── Records shown ──
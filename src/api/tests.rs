//! Full-flow tests against a live Postgres. They skip when no database
//! coordinates are provided in the environment.

use axum::body::{to_bytes, Body};
use axum::http::{Request, StatusCode};
use axum::Router;
use serde_json::{json, Value};
use sqlx::postgres::PgPoolOptions;
use time::format_description::well_known::Rfc3339;
use time::{Duration, OffsetDateTime};
use tower::ServiceExt;
use uuid::Uuid;

use crate::api::router::router;
use crate::core::config::Settings;
use crate::core::state::AppState;
use crate::test_support;

const SKIP: &str = "skipping: DATABASE_URL and POSTGRES_PASSWORD are not set";

async fn live_app() -> Option<Router> {
    let url = test_support::live_database_url()?;
    let pool = PgPoolOptions::new().max_connections(2).connect(&url).await.ok()?;
    sqlx::migrate!("./migrations").run(&pool).await.ok()?;

    test_support::set_test_env();
    std::env::remove_var("PROMETHEUS_ENABLED");
    let settings = Settings::load().expect("settings");

    Some(router(AppState::new(settings, pool, None)))
}

async fn send(app: &Router, method: &str, uri: &str, body: Option<Value>) -> (StatusCode, Value) {
    let builder = Request::builder().method(method).uri(uri);
    let request = match body {
        Some(value) => builder
            .header("content-type", "application/json")
            .body(Body::from(value.to_string()))
            .unwrap(),
        None => builder.body(Body::empty()).unwrap(),
    };

    let response = app.clone().oneshot(request).await.expect("response");
    let status = response.status();
    let bytes = to_bytes(response.into_body(), usize::MAX).await.unwrap();
    let json =
        if bytes.is_empty() { Value::Null } else { serde_json::from_slice(&bytes).unwrap() };
    (status, json)
}

fn days_from_now(days: i64) -> String {
    (OffsetDateTime::now_utc() + Duration::days(days)).format(&Rfc3339).unwrap()
}

async fn create_course(app: &Router, owner_id: &str, correlatives: Value) -> String {
    let (status, body) = send(
        app,
        "POST",
        "/courses",
        Some(json!({
            "name": format!("Course {}", Uuid::new_v4()),
            "description": "Full-flow fixture",
            "creator_id": owner_id,
            "creator_name": "Prof. Rivera",
            "course_start_date": days_from_now(-1),
            "course_end_date": days_from_now(60),
            "enroll_date_start": days_from_now(-1),
            "enroll_date_end": days_from_now(30),
            "max_students": 10,
            "correlatives_required_id": correlatives,
        })),
    )
    .await;
    assert_eq!(status, StatusCode::CREATED);
    body["id"].as_str().expect("course id").to_string()
}

#[tokio::test]
async fn module_positions_stay_contiguous_through_swap_and_delete() {
    let _guard = test_support::env_lock();
    let Some(app) = live_app().await else {
        eprintln!("{SKIP}");
        return;
    };

    let owner = Uuid::new_v4().to_string();
    let course_id = create_course(&app, &owner, json!([])).await;

    let mut module_ids = Vec::new();
    for index in 1..=3 {
        let (status, body) = send(
            &app,
            "POST",
            &format!("/courses/{course_id}/modules"),
            Some(json!({
                "title": format!("Unit {index}"),
                "description": "fixture",
                "owner_id": owner,
            })),
        )
        .await;
        assert_eq!(status, StatusCode::CREATED);
        assert_eq!(body["position"], index);
        module_ids.push(body["id"].as_str().unwrap().to_string());
    }

    // Moving the last module to the front exchanges exactly two slots.
    let (status, body) = send(
        &app,
        "PUT",
        &format!("/courses/{course_id}/modules/{}", module_ids[2]),
        Some(json!({"modifier_id": owner, "position": 1})),
    )
    .await;
    assert_eq!(status, StatusCode::OK);
    assert_eq!(body["position"], 1);

    let (status, body) = send(&app, "GET", &format!("/courses/{course_id}/modules"), None).await;
    assert_eq!(status, StatusCode::OK);
    let positions: std::collections::HashMap<String, i64> = body
        .as_array()
        .unwrap()
        .iter()
        .map(|module| {
            (module["id"].as_str().unwrap().to_string(), module["position"].as_i64().unwrap())
        })
        .collect();
    assert_eq!(positions[&module_ids[0]], 3);
    assert_eq!(positions[&module_ids[1]], 2);
    assert_eq!(positions[&module_ids[2]], 1);

    // A target beyond the end is rejected without moving anything.
    let (status, problem) = send(
        &app,
        "PUT",
        &format!("/courses/{course_id}/modules/{}", module_ids[0]),
        Some(json!({"modifier_id": owner, "position": 99})),
    )
    .await;
    assert_eq!(status, StatusCode::BAD_REQUEST);
    assert_eq!(problem["title"], "INVALID_FIELD");

    // Deleting the middle module closes the gap.
    let (status, _) = send(
        &app,
        "DELETE",
        &format!("/courses/{course_id}/modules/{}?owner_id={owner}", module_ids[1]),
        None,
    )
    .await;
    assert_eq!(status, StatusCode::NO_CONTENT);

    let (status, body) = send(&app, "GET", &format!("/courses/{course_id}/modules"), None).await;
    assert_eq!(status, StatusCode::OK);
    let remaining: Vec<i64> =
        body.as_array().unwrap().iter().map(|module| module["position"].as_i64().unwrap()).collect();
    assert_eq!(remaining, vec![1, 2]);
}

#[tokio::test]
async fn favourite_add_and_remove_reject_duplicates() {
    let _guard = test_support::env_lock();
    let Some(app) = live_app().await else {
        eprintln!("{SKIP}");
        return;
    };

    let owner = Uuid::new_v4().to_string();
    let student = Uuid::new_v4().to_string();
    let course_id = create_course(&app, &owner, json!([])).await;

    let body = json!({"course_id": course_id, "student_id": student});

    let (status, _) = send(&app, "POST", "/courses/favourites", Some(body.clone())).await;
    assert_eq!(status, StatusCode::CREATED);

    let (status, problem) = send(&app, "POST", "/courses/favourites", Some(body.clone())).await;
    assert_eq!(status, StatusCode::BAD_REQUEST);
    assert_eq!(problem["title"], "COURSE_ALREADY_IN_FAVOURITES");

    let (status, _) = send(&app, "DELETE", "/courses/favourites", Some(body.clone())).await;
    assert_eq!(status, StatusCode::NO_CONTENT);

    let (status, problem) = send(&app, "DELETE", "/courses/favourites", Some(body)).await;
    assert_eq!(status, StatusCode::BAD_REQUEST);
    assert_eq!(problem["title"], "COURSE_NOT_IN_FAVOURITES");
}

#[tokio::test]
async fn enrollment_flow_accepts_then_rejects_the_same_student() {
    let _guard = test_support::env_lock();
    let Some(app) = live_app().await else {
        eprintln!("{SKIP}");
        return;
    };

    let owner = Uuid::new_v4().to_string();
    let student = Uuid::new_v4().to_string();
    let course_id = create_course(&app, &owner, json!([])).await;

    let enroll_body = json!({"student_id": student});

    let (status, _) = send(
        &app,
        "POST",
        &format!("/courses/{course_id}/enroll"),
        Some(enroll_body.clone()),
    )
    .await;
    assert_eq!(status, StatusCode::OK);

    let (status, problem) =
        send(&app, "POST", &format!("/courses/{course_id}/enroll"), Some(enroll_body)).await;
    assert_eq!(status, StatusCode::FORBIDDEN);
    assert_eq!(problem["title"], "UNAUTHORIZED");
}

#[tokio::test]
async fn correlatives_persist_with_the_course_and_gate_enrollment() {
    let _guard = test_support::env_lock();
    let Some(app) = live_app().await else {
        eprintln!("{SKIP}");
        return;
    };

    let owner = Uuid::new_v4().to_string();
    let prerequisite_id = create_course(&app, &owner, json!([])).await;
    let course_id = create_course(&app, &owner, json!([prerequisite_id.clone()])).await;

    let (status, body) = send(&app, "GET", &format!("/courses/{course_id}"), None).await;
    assert_eq!(status, StatusCode::OK);
    assert_eq!(body["correlatives_required_id"], json!([prerequisite_id]));

    let student = Uuid::new_v4().to_string();
    let (status, problem) = send(
        &app,
        "POST",
        &format!("/courses/{course_id}/enroll"),
        Some(json!({"student_id": student})),
    )
    .await;
    assert_eq!(status, StatusCode::FORBIDDEN);
    assert_eq!(problem["title"], "USER_HAS_NOT_ENOUGH_CORRELATIVES_APPROVED_TO_ENROLL");
}

#[tokio::test]
async fn assistant_permission_update_keeps_unmentioned_grants() {
    let _guard = test_support::env_lock();
    let Some(app) = live_app().await else {
        eprintln!("{SKIP}");
        return;
    };

    let owner = Uuid::new_v4().to_string();
    let assistant = Uuid::new_v4().to_string();
    let course_id = create_course(&app, &owner, json!([])).await;

    let (status, _) = send(
        &app,
        "POST",
        &format!("/courses/assistants/{course_id}"),
        Some(json!({
            "assistant_id": assistant,
            "owner_id": owner,
            "permissions": {"exams": true},
        })),
    )
    .await;
    assert_eq!(status, StatusCode::CREATED);

    let (status, body) = send(
        &app,
        "PUT",
        &format!("/courses/assistants/{course_id}/{assistant}"),
        Some(json!({"owner_id": owner, "permissions": {"tasks": true}})),
    )
    .await;
    assert_eq!(status, StatusCode::OK);
    assert_eq!(body["permissions"]["tasks"], true);
    assert_eq!(body["permissions"]["exams"], true);
    assert_eq!(body["permissions"]["modules_and_resources"], false);
}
───
-- Exercise goal --
How many lines of the listing above include the word "assistants"? Reply with the number alone.

-- Result --
2